Exercise goal: Wherever the listing has a line with the string "Nobody", copy that line out.

Record excerpts:
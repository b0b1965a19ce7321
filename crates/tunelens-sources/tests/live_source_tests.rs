use serde_json::json;
use std::sync::Arc;
use std::time::Duration;
use tunelens_domain::TimeDimension;
use tunelens_sources::{
    CatalogClient, CatalogError, DataSource, HttpCatalogClient, LiveDataSource, SourceError,
};
use wiremock::matchers::{header, method, path, query_param};
use wiremock::{Mock, MockServer, ResponseTemplate};

fn catalog(server: &MockServer) -> Arc<HttpCatalogClient> {
    Arc::new(
        HttpCatalogClient::builder()
            .base_url(server.uri())
            .access_token(Some("test-token".to_string()))
            .cache_ttl(Duration::from_secs(60))
            .build()
            .unwrap(),
    )
}

fn tracks_page() -> serde_json::Value {
    json!({
        "items": [
            {
                "id": "4iV5W9uYEdYUVa79Axb7Rh",
                "name": "Teardrop",
                "artists": [{ "id": "6FXMGgJwohJLUSr5nVlf9X", "name": "Massive Attack" }],
                "album": {
                    "id": "49MNmJhZQewjt06rpwp6QR",
                    "name": "Mezzanine",
                    "images": [{ "url": "https://i.test/mezzanine.jpg", "width": 640, "height": 640 }]
                },
                "duration_ms": 330773,
                "popularity": 74
            },
            {
                "id": "2nTsKOXIVGDf2iPeVQO2Gm",
                "name": "Roads",
                "artists": [{ "id": "6liAMWkVf5LH7YR9yfFy1Y", "name": "Portishead" }],
                "album": { "name": "Dummy", "images": [] },
                "duration_ms": 305560,
                "popularity": null
            },
            { "name": "no id, dropped" }
        ],
        "limit": 10,
        "total": 3
    })
}

#[tokio::test]
async fn test_top_tracks_query_and_normalization() {
    let server = MockServer::start().await;

    Mock::given(method("GET"))
        .and(path("/me/top/tracks"))
        .and(query_param("limit", "10"))
        .and(query_param("time_range", "short_term"))
        .and(header("authorization", "Bearer test-token"))
        .respond_with(ResponseTemplate::new(200).set_body_json(tracks_page()))
        .expect(1)
        .mount(&server)
        .await;

    let source = LiveDataSource::new(catalog(&server));
    let tracks = source
        .top_tracks(10, Some(TimeDimension::Month))
        .await
        .unwrap();

    assert_eq!(tracks.len(), 2);
    assert_eq!(tracks[0].name, "Teardrop");
    assert_eq!(tracks[0].album.cover_url(), Some("https://i.test/mezzanine.jpg"));
    assert_eq!(tracks[1].popularity, None);
    assert!(!tracks[1].album.has_artwork());
}

#[tokio::test]
async fn test_missing_range_sends_medium_term() {
    let server = MockServer::start().await;

    Mock::given(method("GET"))
        .and(path("/me/top/artists"))
        .and(query_param("time_range", "medium_term"))
        .respond_with(ResponseTemplate::new(200).set_body_json(json!({
            "items": [{
                "id": "a1",
                "name": "Björk",
                "genres": ["art pop", "electronica"],
                "popularity": 71,
                "followers": { "total": 3900000 }
            }]
        })))
        .expect(1)
        .mount(&server)
        .await;

    let source = LiveDataSource::new(catalog(&server));
    let artists = source.top_artists(5, None).await.unwrap();

    assert_eq!(artists.len(), 1);
    assert_eq!(artists[0].genres, vec!["art pop", "electronica"]);
    assert_eq!(artists[0].followers, Some(3_900_000));
}

#[tokio::test]
async fn test_responses_are_cached_until_cleared() {
    let server = MockServer::start().await;

    Mock::given(method("GET"))
        .and(path("/me/top/tracks"))
        .respond_with(ResponseTemplate::new(200).set_body_json(tracks_page()))
        .expect(2)
        .mount(&server)
        .await;

    let source = LiveDataSource::new(catalog(&server));

    let first = source.top_tracks(10, Some(TimeDimension::Year)).await.unwrap();
    let second = source.top_tracks(10, Some(TimeDimension::Year)).await.unwrap();
    assert_eq!(first, second);

    source.clear_cache();
    source.top_tracks(10, Some(TimeDimension::Year)).await.unwrap();
}

#[tokio::test]
async fn test_recently_played_normalization() {
    let server = MockServer::start().await;

    Mock::given(method("GET"))
        .and(path("/me/player/recently-played"))
        .and(query_param("limit", "50"))
        .respond_with(ResponseTemplate::new(200).set_body_json(json!({
            "items": [
                {
                    "track": { "id": "t1", "name": "Roads", "duration_ms": 305560 },
                    "played_at": "2024-06-30T10:15:00.123Z"
                },
                {
                    "track": { "id": "t2", "name": "Glory Box", "duration_ms": 306000 },
                    "played_at": "yesterday-ish"
                }
            ]
        })))
        .expect(1)
        .mount(&server)
        .await;

    let source = LiveDataSource::new(catalog(&server));
    let plays = source.recently_played(120).await.unwrap();

    assert_eq!(plays.len(), 2);
    assert!(plays[0].played_at.is_some());
    // Unparseable timestamps become absent.
    assert!(plays[1].played_at.is_none());
}

#[tokio::test]
async fn test_zero_limit_skips_request() {
    let server = MockServer::start().await;

    Mock::given(method("GET"))
        .respond_with(ResponseTemplate::new(200).set_body_json(tracks_page()))
        .expect(0)
        .mount(&server)
        .await;

    let source = LiveDataSource::new(catalog(&server));
    assert!(source.top_tracks(0, None).await.unwrap().is_empty());
    assert!(source.top_artists(0, None).await.unwrap().is_empty());
    assert!(source.recently_played(0).await.unwrap().is_empty());
}

#[tokio::test]
async fn test_stats_and_genres_are_placeholders() {
    let server = MockServer::start().await;

    Mock::given(method("GET"))
        .respond_with(ResponseTemplate::new(500))
        .expect(0)
        .mount(&server)
        .await;

    let source = LiveDataSource::new(catalog(&server));
    let stats = source.stats().await.unwrap();

    assert!(!stats.has_data);
    assert_eq!(stats.total_tracks, 0);
    assert!(source.genre_analysis().await.unwrap().is_empty());
}

#[tokio::test]
async fn test_unauthorized_and_rate_limited() {
    let server = MockServer::start().await;

    Mock::given(method("GET"))
        .and(path("/me/top/tracks"))
        .respond_with(ResponseTemplate::new(401).set_body_json(json!({
            "error": { "status": 401, "message": "The access token expired" }
        })))
        .mount(&server)
        .await;

    Mock::given(method("GET"))
        .and(path("/me/top/artists"))
        .respond_with(ResponseTemplate::new(429).insert_header("Retry-After", "7"))
        .mount(&server)
        .await;

    let source = LiveDataSource::new(catalog(&server));

    let err = source.top_tracks(10, None).await.unwrap_err();
    assert!(matches!(
        err,
        SourceError::Catalog(CatalogError::Unauthorized)
    ));

    let err = source.top_artists(10, None).await.unwrap_err();
    assert!(matches!(
        err,
        SourceError::Catalog(CatalogError::RateLimited {
            retry_after_secs: Some(7)
        })
    ));
}

#[tokio::test]
async fn test_failed_responses_are_not_cached() {
    let server = MockServer::start().await;

    Mock::given(method("GET"))
        .and(path("/me/top/tracks"))
        .respond_with(ResponseTemplate::new(502).set_body_string("bad gateway"))
        .up_to_n_times(1)
        .expect(1)
        .mount(&server)
        .await;

    Mock::given(method("GET"))
        .and(path("/me/top/tracks"))
        .respond_with(ResponseTemplate::new(200).set_body_json(tracks_page()))
        .expect(1)
        .mount(&server)
        .await;

    let source = LiveDataSource::new(catalog(&server));

    let err = source.top_tracks(10, None).await.unwrap_err();
    assert!(matches!(
        err,
        SourceError::Catalog(CatalogError::ApiError { status: 502, .. })
    ));
    assert_eq!(source.top_tracks(10, None).await.unwrap().len(), 2);
}

#[tokio::test]
async fn test_invalid_json_is_reported() {
    let server = MockServer::start().await;

    Mock::given(method("GET"))
        .and(path("/me"))
        .respond_with(ResponseTemplate::new(200).set_body_string("<html>"))
        .mount(&server)
        .await;

    let err = catalog(&server).current_user().await.unwrap_err();
    assert!(matches!(err, CatalogError::InvalidResponse(_)));
}

#[tokio::test]
async fn test_malformed_item_does_not_fail_the_page() {
    let server = MockServer::start().await;

    Mock::given(method("GET"))
        .and(path("/me/player/recently-played"))
        .respond_with(ResponseTemplate::new(200).set_body_json(json!({
            "items": [
                {
                    "track": { "id": "t1", "name": "Roads", "duration_ms": 305560 },
                    "played_at": "2024-06-30T10:15:00Z"
                },
                {
                    "track": { "id": "t2", "name": "Glory Box", "duration_ms": 306000.5 },
                    "played_at": 1717245000000.5
                },
                42
            ]
        })))
        .mount(&server)
        .await;

    let source = LiveDataSource::new(catalog(&server));
    let plays = source.recently_played(10).await.unwrap();

    assert_eq!(plays.len(), 2);
    assert!(plays[0].played_at.is_some());
    assert_eq!(plays[1].track.duration_ms, 306_000);
    assert!(plays[1].played_at.is_none());
}
//! Integration tests for the Last.fm API client

use serde_json::json;
use tunelens_metadata::lastfm::{ImageSize, LastFmClient, LastFmError};
use wiremock::matchers::{method, path, query_param};
use wiremock::{Mock, MockServer, ResponseTemplate};

fn album_body() -> serde_json::Value {
    json!({
        "album": {
            "name": "In Rainbows",
            "artist": "Radiohead",
            "image": [
                { "#text": "https://lastfm.example/34s.png", "size": "small" },
                { "#text": "https://lastfm.example/64s.png", "size": "medium" },
                { "#text": "https://lastfm.example/174s.png", "size": "large" },
                { "#text": "https://lastfm.example/300x300.png", "size": "extralarge" },
                { "#text": "", "size": "mega" }
            ]
        }
    })
}

#[tokio::test]
async fn test_fetch_album_info_sends_expected_query() {
    let server = MockServer::start().await;

    Mock::given(method("GET"))
        .and(path("/"))
        .and(query_param("method", "album.getinfo"))
        .and(query_param("artist", "Radiohead"))
        .and(query_param("album", "In Rainbows"))
        .and(query_param("api_key", "test_api_key"))
        .and(query_param("format", "json"))
        .respond_with(ResponseTemplate::new(200).set_body_json(album_body()))
        .expect(1)
        .mount(&server)
        .await;

    let client = LastFmClient::new("test_api_key".to_string(), Some(server.uri()));
    let info = client
        .fetch_album_info("Radiohead", "In Rainbows")
        .await
        .unwrap();

    assert_eq!(info.name, "In Rainbows");
    assert_eq!(info.artist, "Radiohead");
    // The empty mega entry is dropped.
    assert_eq!(info.images.len(), 4);
}

#[tokio::test]
async fn test_fetch_album_info_is_cached() {
    let server = MockServer::start().await;

    Mock::given(method("GET"))
        .and(path("/"))
        .respond_with(ResponseTemplate::new(200).set_body_json(album_body()))
        .expect(1)
        .mount(&server)
        .await;

    let client = LastFmClient::new_with_limits_and_base_url(
        "test_api_key".to_string(),
        5,
        Some(server.uri()),
    );

    client
        .fetch_album_info("Radiohead", "In Rainbows")
        .await
        .unwrap();
    client
        .fetch_album_info("Radiohead", "In Rainbows")
        .await
        .unwrap();
}

#[tokio::test]
async fn test_fetch_album_image_picks_size_and_falls_back() {
    let server = MockServer::start().await;

    Mock::given(method("GET"))
        .and(path("/"))
        .respond_with(ResponseTemplate::new(200).set_body_json(album_body()))
        .mount(&server)
        .await;

    let client = LastFmClient::new("test_api_key".to_string(), Some(server.uri()));

    let large = client
        .fetch_album_image("Radiohead", "In Rainbows", ImageSize::Large)
        .await
        .unwrap();
    assert_eq!(large.as_deref(), Some("https://lastfm.example/174s.png"));

    let mega = client
        .fetch_album_image("Radiohead", "In Rainbows", ImageSize::Mega)
        .await
        .unwrap();
    assert_eq!(mega.as_deref(), Some("https://lastfm.example/300x300.png"));
}

#[tokio::test]
async fn test_album_without_images_yields_none() {
    let server = MockServer::start().await;

    Mock::given(method("GET"))
        .and(path("/"))
        .respond_with(ResponseTemplate::new(200).set_body_json(json!({
            "album": { "name": "Demo", "artist": "Nobody", "image": [] }
        })))
        .mount(&server)
        .await;

    let client = LastFmClient::new("test_api_key".to_string(), Some(server.uri()));
    let image = client
        .fetch_album_image("Nobody", "Demo", ImageSize::ExtraLarge)
        .await
        .unwrap();

    assert!(image.is_none());
}

#[tokio::test]
async fn test_api_error_payload_is_reported() {
    let server = MockServer::start().await;

    Mock::given(method("GET"))
        .and(path("/"))
        .respond_with(ResponseTemplate::new(200).set_body_json(json!({
            "error": 6,
            "message": "Album not found"
        })))
        .mount(&server)
        .await;

    let client = LastFmClient::new("test_api_key".to_string(), Some(server.uri()));
    let err = client
        .fetch_album_info("Nobody", "Missing")
        .await
        .unwrap_err();

    match err {
        LastFmError::Api { code, message } => {
            assert_eq!(code, 6);
            assert_eq!(message, "Album not found");
        }
        other => panic!("unexpected error: {other:?}"),
    }
}

#[tokio::test]
async fn test_http_failure_is_reported() {
    let server = MockServer::start().await;

    Mock::given(method("GET"))
        .and(path("/"))
        .respond_with(ResponseTemplate::new(503).set_body_string("maintenance"))
        .mount(&server)
        .await;

    let client = LastFmClient::new("test_api_key".to_string(), Some(server.uri()));
    let err = client
        .fetch_album_info("Radiohead", "In Rainbows")
        .await
        .unwrap_err();

    assert!(matches!(err, LastFmError::HttpStatus { .. }));
}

Answer to the exercise:
            "album": { "name": "Demo", "artist": "Nobody", "image": [] }
        .fetch_album_image("Nobody", "Demo", ImageSize::ExtraLarge)
        .fetch_album_info("Nobody", "Missing")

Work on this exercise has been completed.